WEST PALM BEACH — When the Palm Beach Atlantic University baseball team plays its season opener Thursday night at Roger Dean Stadium, the No. 8 jersey of head coach Gary Carter will hang in the dugout.
Carter is battling an aggressive form of brain cancer that has sapped his strength at a frightening pace. So his Sailfish players don't expect him to wear the uniform or join them on the bench.
But if he can make it to the game, they said, his mere presence will be as uplifting to them as it was in September, when they saw him for the first time since he was diagnosed with cancer in May.
On that September morning, the players surrounded him in a tight circle on the gymnasium floor at PBA. With 33 sets of hands touching or reaching for Carter, they prayed with their coach for his recovery.
"We had been praying for Coach ever since we found out about his situation. This was more of a heartfelt prayer - a prayer for strength and for peace with what he was going through, whatever the outcome,' said Logan Thomas, a senior starting pitcher who led the prayer.

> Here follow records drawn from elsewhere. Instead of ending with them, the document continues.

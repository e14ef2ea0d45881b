//! Runtime configuration, read from the environment.

use std::net::SocketAddr;
use std::time::Duration;

use thiserror::Error;

use haulnet_infra::InfraConfig;

pub const BIND_ADDR_ENV: &str = "HAULNET_BIND_ADDR";
pub const JWT_SECRET_ENV: &str = "JWT_SECRET";
pub const SSE_KEEPALIVE_ENV: &str = "HAULNET_SSE_KEEPALIVE_SECS";
pub const RETRY_LIMIT_ENV: &str = "HAULNET_ACCEPT_RETRY_LIMIT";

const DEFAULT_BIND_ADDR: &str = "0.0.0.0:8080";
const DEV_JWT_SECRET: &str = "dev-secret";
const DEFAULT_KEEPALIVE_SECS: u64 = 15;

#[derive(Debug, Error, PartialEq, Eq)]
pub enum ConfigError {
    #[error("{var}: {message}")]
    Invalid { var: &'static str, message: String },
}

#[derive(Debug, Clone)]
pub struct ApiConfig {
    pub bind_addr: SocketAddr,
    pub jwt_secret: String,
    pub sse_keepalive: Duration,
    pub infra: InfraConfig,
}

impl ApiConfig {
    /// Defaults suitable for tests: ephemeral port, given secret.
    pub fn for_secret(jwt_secret: impl Into<String>) -> Self {
        Self {
            bind_addr: SocketAddr::from(([127, 0, 0, 1], 0)),
            jwt_secret: jwt_secret.into(),
            sse_keepalive: Duration::from_secs(DEFAULT_KEEPALIVE_SECS),
            infra: InfraConfig::default(),
        }
    }

    pub fn from_env() -> Result<Self, ConfigError> {
        Self::from_lookup(|var| std::env::var(var).ok())
    }

    /// Build from an arbitrary variable source.
    pub fn from_lookup(lookup: impl Fn(&str) -> Option<String>) -> Result<Self, ConfigError> {
        let bind_addr = lookup(BIND_ADDR_ENV)
            .unwrap_or_else(|| DEFAULT_BIND_ADDR.to_string())
            .parse::<SocketAddr>()
            .map_err(|e| ConfigError::Invalid {
                var: BIND_ADDR_ENV,
                message: e.to_string(),
            })?;

        let jwt_secret = match lookup(JWT_SECRET_ENV).filter(|s| !s.trim().is_empty()) {
            Some(secret) => secret,
            None => {
                tracing::warn!("JWT_SECRET not set; using insecure dev default");
                DEV_JWT_SECRET.to_string()
            }
        };

        let sse_keepalive = Duration::from_secs(parse_number(&lookup, SSE_KEEPALIVE_ENV, DEFAULT_KEEPALIVE_SECS)?);
        let accept_retry_limit =
            parse_number(&lookup, RETRY_LIMIT_ENV, InfraConfig::DEFAULT_RETRY_LIMIT as u64)? as usize;

        Ok(Self {
            bind_addr,
            jwt_secret,
            sse_keepalive,
            infra: InfraConfig { accept_retry_limit },
        })
    }
}

fn parse_number(
    lookup: &impl Fn(&str) -> Option<String>,
    var: &'static str,
    default: u64,
) -> Result<u64, ConfigError> {
    match lookup(var) {
        None => Ok(default),
        Some(raw) => match raw.trim().parse::<u64>() {
            Ok(0) => Err(ConfigError::Invalid {
                var,
                message: "must be greater than zero".to_string(),
            }),
            Ok(n) => Ok(n),
            Err(e) => Err(ConfigError::Invalid {
                var,
                message: e.to_string(),
            }),
        },
    }
}

#[cfg(test)]
mod tests {
    use std::collections::HashMap;

    use super::*;

    fn lookup(pairs: &[(&str, &str)]) -> impl Fn(&str) -> Option<String> {
        let map: HashMap<String, String> = pairs.iter().map(|(k, v)| (k.to_string(), v.to_string())).collect();
        move |k| map.get(k).cloned()
    }

    #[test]
    fn defaults_apply_when_unset() {
        let cfg = ApiConfig::from_lookup(lookup(&[])).unwrap();
        assert_eq!(cfg.bind_addr.port(), 8080);
        assert_eq!(cfg.jwt_secret, DEV_JWT_SECRET);
        assert_eq!(cfg.sse_keepalive, Duration::from_secs(15));
        assert_eq!(cfg.infra, InfraConfig::default());
    }

    #[test]
    fn overrides_are_parsed() {
        let cfg = ApiConfig::from_lookup(lookup(&[
            (BIND_ADDR_ENV, "127.0.0.1:9000"),
            (JWT_SECRET_ENV, "s3cret"),
            (SSE_KEEPALIVE_ENV, "5"),
            (RETRY_LIMIT_ENV, "3"),
        ]))
        .unwrap();
        assert_eq!(cfg.bind_addr.port(), 9000);
        assert_eq!(cfg.jwt_secret, "s3cret");
        assert_eq!(cfg.sse_keepalive, Duration::from_secs(5));
        assert_eq!(cfg.infra.accept_retry_limit, 3);
    }

    #[test]
    fn bad_values_name_the_variable() {
        let err = ApiConfig::from_lookup(lookup(&[(SSE_KEEPALIVE_ENV, "soon")])).unwrap_err();
        assert!(matches!(err, ConfigError::Invalid { var: SSE_KEEPALIVE_ENV, .. }));

        let err = ApiConfig::from_lookup(lookup(&[(BIND_ADDR_ENV, "nowhere")])).unwrap_err();
        assert!(matches!(err, ConfigError::Invalid { var: BIND_ADDR_ENV, .. }));
    }
}
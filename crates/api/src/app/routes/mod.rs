use axum::{Router, routing::get};

pub mod engagements;
pub mod jobs;
pub mod stream;
pub mod system;

/// Router for all authenticated endpoints.
pub fn router() -> Router {
    Router::new()
        .route("/whoami", get(system::whoami))
        .route("/stream", get(stream::stream))
        .nest("/jobs", jobs::router())
        .nest("/engagements", engagements::router())
}
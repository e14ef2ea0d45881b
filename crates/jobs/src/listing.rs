//! Listing filters.

use core::str::FromStr;

use serde::{Deserialize, Serialize};

use haulnet_auth::{Principal, Role};
use haulnet_core::{ActorId, DomainError, DomainResult};

use crate::{Job, JobStatus};

/// Driver-facing listing filter.
#[derive(Debug, Copy, Clone, PartialEq, Eq, Serialize, Deserialize)]
#[serde(rename_all = "lowercase")]
pub enum JobFilter {
    #[serde(alias = "disponiveis")]
    Available,
    #[serde(alias = "historico")]
    History,
}

impl FromStr for JobFilter {
    type Err = DomainError;

    fn from_str(s: &str) -> Result<Self, Self::Err> {
        match s.trim() {
            "available" | "disponiveis" => Ok(JobFilter::Available),
            "history" | "historico" => Ok(JobFilter::History),
            other => Err(DomainError::validation(
                "filter",
                format!("unknown filter `{other}` (expected `available` or `history`)"),
            )),
        }
    }
}

/// A resolved listing query.
#[derive(Debug, Copy, Clone, PartialEq, Eq)]
pub enum JobQuery {
    /// Open, unassigned jobs the driver has not declined.
    AvailableTo(ActorId),
    /// Jobs the driver holds or has finished.
    HistoryOf(ActorId),
    /// Everything a shipper has posted.
    CreatedBy(ActorId),
}

impl JobQuery {
    /// Shippers always list their own jobs; drivers must pick a filter.
    pub fn for_principal(principal: &Principal, filter: Option<JobFilter>) -> DomainResult<Self> {
        let actor = principal.actor_id();
        match (principal.role(), filter) {
            (Role::Shipper, _) => Ok(JobQuery::CreatedBy(actor)),
            (Role::Driver, Some(JobFilter::Available)) => Ok(JobQuery::AvailableTo(actor)),
            (Role::Driver, Some(JobFilter::History)) => Ok(JobQuery::HistoryOf(actor)),
            (Role::Driver, None) => Err(DomainError::validation(
                "filter",
                "drivers must list with `available` or `history`",
            )),
        }
    }

    pub fn matches(&self, job: &Job) -> bool {
        match *self {
            JobQuery::AvailableTo(driver) => {
                job.status() == JobStatus::Open && job.driver_id().is_none() && !job.has_rejected(driver)
            }
            JobQuery::HistoryOf(driver) => {
                job.driver_id() == Some(driver)
                    && matches!(
                        job.status(),
                        JobStatus::Accepted | JobStatus::InProgress | JobStatus::Completed
                    )
            }
            JobQuery::CreatedBy(shipper) => job.shipper_id() == shipper,
        }
    }
}
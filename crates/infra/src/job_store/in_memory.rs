use dashmap::DashMap;
use dashmap::mapref::entry::Entry;

use haulnet_core::{AggregateRoot, ExpectedVersion, JobId};
use haulnet_jobs::Job;

use super::r#trait::{JobStore, JobStoreError};

/// In-memory job store.
///
/// Sharded map; `commit` holds the shard write guard for the duration of the
/// version check and the swap, so it is atomic per job without a global lock.
#[derive(Debug, Default)]
pub struct InMemoryJobStore {
    jobs: DashMap<JobId, Job>,
}

impl InMemoryJobStore {
    pub fn new() -> Self {
        Self::default()
    }

    pub fn len(&self) -> usize {
        self.jobs.len()
    }

    pub fn is_empty(&self) -> bool {
        self.jobs.is_empty()
    }
}

impl JobStore for InMemoryJobStore {
    fn insert(&self, job: Job) -> Result<(), JobStoreError> {
        match self.jobs.entry(*job.id()) {
            Entry::Occupied(e) => Err(JobStoreError::Duplicate(*e.key())),
            Entry::Vacant(e) => {
                e.insert(job);
                Ok(())
            }
        }
    }

    fn load(&self, id: JobId) -> Result<Option<Job>, JobStoreError> {
        Ok(self.jobs.get(&id).map(|j| j.value().clone()))
    }

    fn commit(&self, job: Job, expected: ExpectedVersion) -> Result<(), JobStoreError> {
        let id = *job.id();
        let mut stored = self.jobs.get_mut(&id).ok_or(JobStoreError::NotFound(id))?;

        let current = stored.version();
        if !expected.matches(current) {
            return Err(JobStoreError::Concurrency(format!(
                "expected {expected:?}, found {current}"
            )));
        }

        *stored = job;
        Ok(())
    }

    fn scan(&self, predicate: &dyn Fn(&Job) -> bool) -> Result<Vec<Job>, JobStoreError> {
        let mut jobs: Vec<Job> = self
            .jobs
            .iter()
            .filter(|j| predicate(j.value()))
            .map(|j| j.value().clone())
            .collect();
        jobs.sort_by(|a, b| b.created_at().cmp(&a.created_at()).then_with(|| b.id().cmp(a.id())));
        Ok(jobs)
    }
}

#[cfg(test)]
mod tests {
    use super::*;
    use chrono::Utc;
    use haulnet_core::{ActorId, Aggregate};
    use haulnet_jobs::{Address, CargoType, JobCommand, JobDetails};

    fn open_job() -> Job {
        let details = JobDetails {
            origin: Address::new("Curitiba", "PR", "Rua XV"),
            destination: Address::new("Joinville", "SC", "Av. Brasil"),
            cargo_type: Some(CargoType::Other),
            ..JobDetails::default()
        };
        Job::open(JobId::new(), ActorId::new(), details, Utc::now()).unwrap().0
    }

    fn accepted(job: &Job) -> Job {
        let mut next = job.clone();
        let events = next
            .handle(&JobCommand::Accept {
                driver_id: ActorId::new(),
                occurred_at: Utc::now(),
            })
            .unwrap();
        for e in &events {
            next.apply(e);
        }
        next
    }

    #[test]
    fn insert_rejects_duplicates() {
        let store = InMemoryJobStore::new();
        let job = open_job();

        store.insert(job.clone()).unwrap();
        assert_eq!(store.insert(job.clone()), Err(JobStoreError::Duplicate(*job.id())));
    }

    #[test]
    fn stale_commit_is_rejected() {
        let store = InMemoryJobStore::new();
        let job = open_job();
        store.insert(job.clone()).unwrap();

        let first = accepted(&job);
        let second = accepted(&job);

        store.commit(first.clone(), ExpectedVersion::Exact(job.version())).unwrap();
        let err = store
            .commit(second, ExpectedVersion::Exact(job.version()))
            .unwrap_err();
        assert!(matches!(err, JobStoreError::Concurrency(_)));

        assert_eq!(store.load(*job.id()).unwrap(), Some(first));
    }

    #[test]
    fn commit_requires_existing_job() {
        let store = InMemoryJobStore::new();
        let job = open_job();
        let err = store.commit(job.clone(), ExpectedVersion::Any).unwrap_err();
        assert_eq!(err, JobStoreError::NotFound(*job.id()));
    }
}
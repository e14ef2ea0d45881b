use chrono::{DateTime, Utc};
use serde::{Deserialize, Serialize};
use thiserror::Error;

use haulnet_core::ActorId;

use crate::{Principal, Role};

/// JWT claims model (transport-agnostic).
///
/// The minimal set of claims expected once a token has been decoded and its
/// signature verified.
#[derive(Debug, Clone, PartialEq, Eq, Serialize, Deserialize)]
pub struct JwtClaims {
    /// Subject / actor identifier.
    pub sub: ActorId,

    /// Role the actor registered with.
    pub role: Role,

    /// Issued-at timestamp.
    pub issued_at: DateTime<Utc>,

    /// Expiration timestamp.
    pub expires_at: DateTime<Utc>,
}

impl JwtClaims {
    pub fn principal(&self) -> Principal {
        Principal::new(self.sub, self.role)
    }
}

#[derive(Debug, Error, Clone, PartialEq, Eq)]
pub enum TokenValidationError {
    #[error("token has expired")]
    Expired,

    #[error("token not yet valid (issued_at is in the future)")]
    NotYetValid,

    #[error("invalid token time window (expires_at <= issued_at)")]
    InvalidTimeWindow,

    #[error("invalid token: {0}")]
    Invalid(String),
}

impl TokenValidationError {
    /// Reason code sent back when a handshake is refused.
    pub fn reason_code(&self) -> &'static str {
        match self {
            TokenValidationError::Expired => "token_expired",
            _ => "token_invalid",
        }
    }
}

/// Deterministically validate JWT claims.
///
/// Note: this validates the *claims* only. Signature verification happens in
/// [`crate::jwt`].
pub fn validate_claims(claims: &JwtClaims, now: DateTime<Utc>) -> Result<(), TokenValidationError> {
    if claims.expires_at <= claims.issued_at {
        return Err(TokenValidationError::InvalidTimeWindow);
    }
    if now < claims.issued_at {
        return Err(TokenValidationError::NotYetValid);
    }
    if now >= claims.expires_at {
        return Err(TokenValidationError::Expired);
    }
    Ok(())
}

Thomas will be on the mound Thursday when PBA plays its first baseball game since Carter was diagnosed with Stage 4 glioblastoma last May, just days after the previous season ended.
The news shocked the campus, but it was especially hard on players who had gone home for the summer not knowing he was ill.
Two weeks ago, doctors discovered more tumor spots on Carter's brain, a development that has prompted the family to consider ending medical treatment.
The team and the university at large have tried to make the best of a grim situation.
"This has been a galvanizing experience for the university,' said William Fleming, the interim president at PBAU, which has 3,700 students and is built on Christian values. "It has been a call to action, not a call to sorrow, here on our campus.'
Students wear "Team Carter" bracelets sold by The Gary Carter Foundation, the charity he started in 1992 when he retired from major league baseball after 19 seasons. The blue wristbands also have the inscription "Isaiah 40:31," his favorite Bible verse.
Carter, a catcher who was inducted to the Baseball Hall of Fame in 2003, was a big reason many PBA players came to the school after he was hired in the fall of 2009.
At the time, Carter had been managing in the minors, hoping for a shot at a major league job.
"My comment to him was that he would have a lifetime impact on young men,' Fleming said. "He could shape and mold their lives in ways he would never be able to do in the minors or the majors.'
Carter often tries to inspire his players by drawing on his personal experiences. One of his favorite stories recalls how he was determined not to make the last out for the New York Mets in the 1986 World Series. He slapped a hit to help save the Mets from elimination in Game 6 and they went on to beat Boston in seven games.
"Listening to Gary Carter talk about Game 6 of the 1986 World Series makes you feel as though you have the dirt and grass of Shea Stadium on your hands,' Fleming said. "Gary is a Mount Rushmore-type individual. These young men he has influenced the last three years cling on his every word.'
Carter also made it a point to get to know his players and their families, which added to his stature on a campus where Carter's daughter, Kimmy Bloemers, is the school's softball coach.
She has chronicled his illness in an online journal intended for family and friends.
PBA athletic officials remember that Carter started complaining about headaches last spring. Then, a day or two after his players had left for the summer, he was in the gym taking inventory of team equipment when he had more troubling symptoms. He had trouble with his handwriting and difficulty counting, which led to medical tests and his diagnosis.
His players are learning lessons they didn't expect from their coach.
"They are gaining character that they probably wouldn't have at other places,' said Kent Bottenfield, a former major league pitcher and longtime Carter friend who was hired in July as PBA's associate baseball coach.
"I don't think it has been a 'win one for the Gipper' attitude or anything like that, but they ask all the time about him. (Players are) constantly texting me, calling me, pulling me aside at practice. There's a great concern for him.'
Bottenfield, 43, was home in Tennessee last summer when PBA asked him to help. He and his family soon were ready to move south.
"We really felt like I was called to come down here, not as much to coach a team but to help a friend and to help a family through a tough time,' said Bottenfield, who was the starting pitcher for the Montreal Expos in Carter's final game on Sept. 27, 1992.
When the current school year started in September, Bottenfield told players that Carter's presence would be limited. But they got a welcome surprise when they gathered in the gym for their first conditioning drills of the season.